There are so many note-taking apps right now: Notion, Roam Research, Joplin, Standard Notes, Obsidian, Logseq, Zettlr, RemNote, and many more.

Unfortunately, all of these note-taking apps are lacking in quality; most of them are, and their desktop apps are made in Electron, which is equivalent to running a website in Google Chrome, as an individual instance, mind you. It would take less resources to just open another tab.

So, what do I propose developers do?

Native Desktop Applications

Build the application using a compiled language and a GUI that does not ship an entire web browser with it.

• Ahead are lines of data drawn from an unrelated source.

//! The fetch run: create the target directory, then fetch and save every
//! manifest entry, printing one status line per entry in manifest order.
//!
//! Entry failures (transport, HTTP status, file write) are reported and
//! never stop the run. Only target directory creation and status output
//! errors are fatal.

mod pool;

use crate::fetch::{Fetch, FetchError};
use crate::manifest::{AssetEntry, AssetManifest};
use crate::report::{DownloadOutcome, RunSummary};
use crate::storage;
use anyhow::{Context, Result};
use std::io::Write;
use std::path::{Path, PathBuf};

/// Default target directory, relative to the working directory.
pub const DEFAULT_TARGET_DIR: &str = "assets/images";

/// Runs a manifest against a target directory with a given `Fetch` backend.
#[derive(Debug, Clone)]
pub struct AssetFetcher<F> {
    fetcher: F,
    target_dir: PathBuf,
    jobs: usize,
}

impl<F: Fetch> AssetFetcher<F> {
    /// Sequential fetcher (one request in flight).
    pub fn new(fetcher: F, target_dir: impl Into<PathBuf>) -> Self {
        Self {
            fetcher,
            target_dir: target_dir.into(),
            jobs: 1,
        }
    }

    /// Allow up to `jobs` concurrent requests. 0 is treated as 1.
    pub fn with_jobs(mut self, jobs: usize) -> Self {
        self.jobs = jobs.max(1);
        self
    }

    /// Fetch every entry and write one status line per entry to `out`.
    ///
    /// A failed write to `out` ends the run with an error. Assets saved before
    /// that point stay on disk and later entries are not attempted, so the
    /// target directory may be left partially populated.
    pub fn run<W: Write>(&self, manifest: &AssetManifest, out: &mut W) -> Result<RunSummary> {
        storage::ensure_dir(&self.target_dir)?;
        tracing::info!(
            target_dir = %self.target_dir.display(),
            entries = manifest.len(),
            jobs = self.jobs,
            "fetch run started"
        );

        let mut summary = RunSummary::default();
        let mut emit = |outcome: DownloadOutcome| -> Result<()> {
            summary.record(&outcome);
            writeln!(out, "{}", outcome.status_line()).context("failed to write status line")
        };

        if self.jobs <= 1 {
            for entry in manifest.entries() {
                emit(fetch_one(&self.fetcher, &self.target_dir, entry))?;
            }
        } else {
            pool::run_pool(
                &self.fetcher,
                &self.target_dir,
                manifest.entries(),
                self.jobs,
                emit,
            )?;
        }
        out.flush().context("failed to flush status output")?;

        tracing::info!(
            succeeded = summary.succeeded,
            failed = summary.failed,
            "fetch run finished"
        );
        Ok(summary)
    }
}

/// Fetch one entry and save it. Entry failures are returned in the outcome.
fn fetch_one<F: Fetch + ?Sized>(
    fetcher: &F,
    target_dir: &Path,
    entry: &AssetEntry,
) -> DownloadOutcome {
    tracing::debug!(name = %entry.name, url = %entry.url, "fetching asset");
    let result = fetcher.fetch(&entry.url).and_then(|bytes| {
        let path = storage::write_asset(target_dir, &entry.name, &bytes)
            .map_err(|source| FetchError::Storage {
                path: storage::asset_path(target_dir, &entry.name),
                source,
            })?;
        tracing::info!(
            name = %entry.name,
            bytes = bytes.len(),
            path = %path.display(),
            "asset saved"
        );
        Ok(bytes.len() as u64)
    });
    if let Err(e) = &result {
        tracing::warn!(
            name = %entry.name,
            url = %entry.url,
            timeout = e.is_timeout(),
            "asset failed: {}",
            e
        );
    }
    DownloadOutcome {
        name: entry.name.clone(),
        result,
    }
}

#[cfg(test)]
mod tests;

There are many options out there, including the following:

  • QT

  • GTK

  • Dear ImGui

So, if these GUI toolkits are cross-platform and efficient, how come they are not seen much more?

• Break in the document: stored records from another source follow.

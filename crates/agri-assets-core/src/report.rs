//! Per-entry outcomes and the status lines printed for them.

use crate::fetch::FetchError;
use std::fmt;

/// Result of fetching one manifest entry.
#[derive(Debug)]
pub struct DownloadOutcome {
    pub name: String,
    /// Bytes written on success.
    pub result: Result<u64, FetchError>,
}

impl DownloadOutcome {
    pub fn is_success(&self) -> bool {
        self.result.is_ok()
    }

    /// Console line for this entry.
    pub fn status_line(&self) -> StatusLine<'_> {
        StatusLine(self)
    }
}

/// `Display` adapter: `✅ downloaded: <name>` or
/// `❌ failed to download <name>: <error>`.
pub struct StatusLine<'a>(&'a DownloadOutcome);

impl fmt::Display for StatusLine<'_> {
    fn fmt(&self, f: &mut fmt::Formatter<'_>) -> fmt::Result {
        match &self.0.result {
            Ok(_) => write!(f, "✅ downloaded: {}", self.0.name),
            Err(e) => write!(f, "❌ failed to download {}: {}", self.0.name, e),
        }
    }
}

/// Counts for a finished run. Logged, not printed.
#[derive(Debug, Clone, Copy, Default, PartialEq, Eq)]
pub struct RunSummary {
    pub succeeded: usize,
    pub failed: usize,
}

impl RunSummary {
    pub fn record(&mut self, outcome: &DownloadOutcome) {
        if outcome.is_success() {
            self.succeeded += 1;
        } else {
            self.failed += 1;
        }
    }
}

Simply because they require more expertise and time, and time == money. Many of the Software/Platform as a Service (SASS) applications want to maximize profit and minimize development time, and this is also somewhat true for local note-taking applications like Obsidian and Logseq, even if they are not seeking profit as their primary goal, they are still trying to minimize development time, especially regarding cross-platform compatibility.

Regarding performance, loading a page packed full of content takes a long time to render, while having significant stutters and input latency.

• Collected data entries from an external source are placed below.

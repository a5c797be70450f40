//! Logging init: file under XDG state dir, or graceful fallback to stderr.
//!
//! stdout is reserved for per-asset status lines, so logs never go there.

use anyhow::Result;
use std::fs;
use std::io;
use std::path::PathBuf;
use tracing_subscriber::fmt::writer::BoxMakeWriter;
use tracing_subscriber::fmt::MakeWriter;
use tracing_subscriber::EnvFilter;

const DEFAULT_FILTER: &str = "info,agri_assets=debug,agri_assets_core=debug";

/// Writer that is either a file or stderr (used when file clone fails).
enum FileOrStderr {
    File(std::fs::File),
    Stderr,
}

impl io::Write for FileOrStderr {
    fn write(&mut self, buf: &[u8]) -> io::Result<usize> {
        match self {
            FileOrStderr::File(f) => f.write(buf),
            FileOrStderr::Stderr => io::stderr().lock().write(buf),
        }
    }

    fn flush(&mut self) -> io::Result<()> {
        match self {
            FileOrStderr::File(f) => f.flush(),
            FileOrStderr::Stderr => io::stderr().lock().flush(),
        }
    }
}

struct FileMakeWriter(std::fs::File);

impl<'a> MakeWriter<'a> for FileMakeWriter {
    type Writer = FileOrStderr;

    fn make_writer(&'a self) -> Self::Writer {
        self.0
            .try_clone()
            .map(FileOrStderr::File)
            .unwrap_or(FileOrStderr::Stderr)
    }
}

/// Path of the log file: `~/.local/state/agri-assets/agri-assets.log`.
pub fn log_file_path() -> Result<PathBuf> {
    let xdg_dirs = xdg::BaseDirectories::with_prefix("agri-assets")?;
    Ok(xdg_dirs.get_state_home().join("agri-assets.log"))
}

/// Initialize structured logging to the XDG state log file.
/// On failure (e.g. log dir unwritable), returns Err so the caller can fall
/// back to stderr.
pub fn init_logging() -> Result<()> {
    let log_file_path = log_file_path()?;
    if let Some(dir) = log_file_path.parent() {
        fs::create_dir_all(dir)?;
    }

    let file = fs::OpenOptions::new()
        .create(true)
        .append(true)
        .open(&log_file_path)?;

    let writer: BoxMakeWriter = BoxMakeWriter::new(FileMakeWriter(file));

    let env_filter =
        EnvFilter::try_from_default_env().unwrap_or_else(|_| EnvFilter::new(DEFAULT_FILTER));

    tracing_subscriber::fmt()
        .with_env_filter(env_filter)
        .with_writer(writer)
        .with_ansi(false)
        .try_init()
        .map_err(|e| anyhow::anyhow!("failed to install log subscriber: {}", e))?;

    tracing::info!("logging initialized at {}", log_file_path.display());

    Ok(())
}

/// Initialize logging to stderr only (no file). Use when init_logging() fails
/// so the CLI doesn't crash.
/// Defaults to `warn` so the console stays limited to status lines.
pub fn init_logging_stderr() {
    let env_filter = EnvFilter::try_from_default_env().unwrap_or_else(|_| EnvFilter::new("warn"));
    let _ = tracing_subscriber::fmt()
        .with_env_filter(env_filter)
        .with_writer(std::io::stderr)
        .with_ansi(false)
        .try_init();
}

Searching is also just as bad. I have no idea what Obsidian and Logseq use, but they should interface to something like ripgrep. And even if they would, the bottleneck would still be rendering all those notes.

The graph would also be much more efficient on a native GUI. Obsidian does a pretty good job rendering the nodes, but it chokes really hard after a few hundred notes; for those people with better computers, it usually lags really hard after a few thousand. But the situation could be a lot better if the applications were native.

Personally, I use Emacs with Org-roam for note-taking. It lacks a “user-friendly” and “beautiful” interface, but it is a lot more responsive than the alternatives.